Gliadin tayini için grafen oksit ve nanopartikül temelli elektrokimyasal immünosensör geliştirilmesi

Abstract

Bu tez çalışmasında, gıda ürünlerinde yer alan gluten (gliadin) içeriğinin tayini için yeni bir etiketli elektrokimyasal immünosensör geliştirildi. Bunun için, öncelikle camsı karbon elektrot yüzeyi (GCE), hazırlanan grafen oksit (GO) dispersiyonu ile sonrasında ise gümüş nanopartiküllerin (AgNP) elektrokimyasal olarak biriktirilmesi ile modifiye edildi. Hazırlanan modifiye elektrot GCE/GO/AgNP olarak isimlendirildi.
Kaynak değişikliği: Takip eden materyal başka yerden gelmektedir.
use actix_web::{get, post, web, HttpRequest, HttpResponse};

use crate::auth::identity;
use crate::error::Result;
use crate::models::role::Capability;
use crate::state::AppState;

#[get("/content")]
pub async fn get_contents(state: web::Data<AppState>, req: HttpRequest) -> Result<HttpResponse> {
    identity(&req)?.require(Capability::ViewContent)?;

    let contents = state.tribe.fetch_contents().await?;
    Ok(HttpResponse::Ok().json(contents))
}
#[post("/content/{content_id}/views")]
pub async fn record_view(
    state: web::Data<AppState>,
    content_id: web::Path<String>,
    req: HttpRequest,
) -> Result<HttpResponse> {
    let identity = identity(&req)?;
    let user = identity.require(Capability::ViewContent)?;

    state
        .tribe
        .record_view(&content_id, &user.id()?.to_hex())
        .await?;
    Ok(HttpResponse::NoContent().finish())
}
GC/GO/AgNP elektrodun yüzey özelliklerinin incelenmesi için Taramalı Elektron Mikroskobu (SEM) kullanıldı ve bunun yanında EDX analizi de yapıldı. Modifiye elektrodun elektrokimyasal özelliklerinin incelenmesi için, dönüşümlü voltametri (CV), elektrokimyasal empedans spektroskopisi (EIS) ve diferansiyel puls voltametri (DPV) teknikleri kullanıldı. Uygun immünosensör yapısının oluşturulması için deney koşulları optimize edildi. Gliadin proteininin tayini, HRP enziminin substratlarının (hidrokinon ve hidrojen peroksit) hücre ortamına ilave edilmesinden sonra, diferansiyel puls voltametri (DPV) tekniği kullanılarak gerçekleştirildi. Gliadin proteini için doğrusal çalışma aralığı 0,5-200 μg mL-1 olarak belirlendi.

In this thesis study, a new labeled electrochemical immunosensor was developed for determination of gluten (gliadin) content in food products. For this, first the glassy carbon electrode surface (GCE) was modified by the prepared graphene oxide (GO) dispersion and then by electrochemically deposition of silver nanoparticles (AgNP). The prepared electrode was called as GCE / GO / AgNP. The surface properties of GC/GO/AgNP electrode was investigated via Scanning Electron Microscope (SEM) and in addition EDX analysis was performed. The electrochemical properties of the modified electrode were investigated by cyclic voltammetry (CV), electrochemical impedance spectroscopy (EIS) and differential pulse voltammetry (DPV) methods. The experimental conditions have been optimized to form the appropriate immunosensor structure. The determination of the gliadin protein was carried out using differential pulse voltammetry (DPV) technique after the substrates (hydroquinone and hydrogen peroxide) of the HRP enzyme were added to the cell environment. The linear working range for the gliadin protein was determined as 0.5-200 μg mL-1.